* [Instructions for the task]: Below are the entries; return every line among them that holds the word "order".

* [Material for the task]:
++++
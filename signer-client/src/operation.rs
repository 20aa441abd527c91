//! Remote operations and their fixed wire shape.

use std::fmt;

/// Form field carrying the primary payload of every operation.
pub const DATA_FIELD: &str = "data";

/// Form field carrying the signature for [`Operation::CheckSign`].
pub const SIGNATURE_FIELD: &str = "sign";

/// Response body literal meaning a signature verified.
///
/// Any other body, including `"false"`, an empty body or `"TRUE"`, means
/// the signature did not verify.
pub const SIGNATURE_VALID: &str = "true";

/// One of the four operations exposed by the remote service.
#[derive(Debug, Clone, Copy, PartialEq, Eq, Hash)]
pub enum Operation {
    /// Encrypt plaintext server-side
    Encrypt,
    /// Decrypt ciphertext server-side
    Decrypt,
    /// Produce a detached signature
    Sign,
    /// Verify a detached signature
    CheckSign,
}

impl Operation {
    /// All operations, in wire-table order.
    pub const ALL: [Self; 4] = [Self::Encrypt, Self::Decrypt, Self::Sign, Self::CheckSign];

    /// Resource path appended to the base URL.
    #[must_use]
    pub const fn resource(self) -> &'static str {
        match self {
            Self::Encrypt => "/encrypt",
            Self::Decrypt => "/decrypt",
            Self::Sign => "/sign",
            Self::CheckSign => "/checkSign",
        }
    }

    /// Body fields the operation sends, in order.
    #[must_use]
    pub const fn required_fields(self) -> &'static [&'static str] {
        match self {
            Self::Encrypt | Self::Decrypt | Self::Sign => &[DATA_FIELD],
            Self::CheckSign => &[DATA_FIELD, SIGNATURE_FIELD],
        }
    }

    /// Stable identifier used in logs and errors.
    #[must_use]
    pub const fn name(self) -> &'static str {
        match self {
            Self::Encrypt => "encrypt",
            Self::Decrypt => "decrypt",
            Self::Sign => "sign",
            Self::CheckSign => "check_sign",
        }
    }

    /// Whether the response body is base64 bytes (as opposed to a verdict).
    #[must_use]
    pub const fn returns_bytes(self) -> bool {
        !matches!(self, Self::CheckSign)
    }
}

impl fmt::Display for Operation {
    fn fmt(&self, f: &mut fmt::Formatter<'_>) -> fmt::Result {
        f.write_str(self.name())
    }
}

#[cfg(test)]
mod tests {
    use super::*;

    #[test]
    fn test_resources() {
        assert_eq!(Operation::Encrypt.resource(), "/encrypt");
        assert_eq!(Operation::Decrypt.resource(), "/decrypt");
        assert_eq!(Operation::Sign.resource(), "/sign");
        assert_eq!(Operation::CheckSign.resource(), "/checkSign");
    }

    #[test]
    fn test_required_fields() {
        assert_eq!(Operation::Sign.required_fields(), &["data"]);
        assert_eq!(Operation::CheckSign.required_fields(), &["data", "sign"]);
    }

    #[test]
    fn test_only_check_sign_returns_verdict() {
        let verdicts: Vec<_> = Operation::ALL
            .into_iter()
            .filter(|op| !op.returns_bytes())
            .collect();
        assert_eq!(verdicts, vec![Operation::CheckSign]);
    }

    #[test]
    fn test_display() {
        assert_eq!(Operation::CheckSign.to_string(), "check_sign");
    }
}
++++
* [Solution for this problem]:
    /// All operations, in wire-table order.
    /// Body fields the operation sends, in order.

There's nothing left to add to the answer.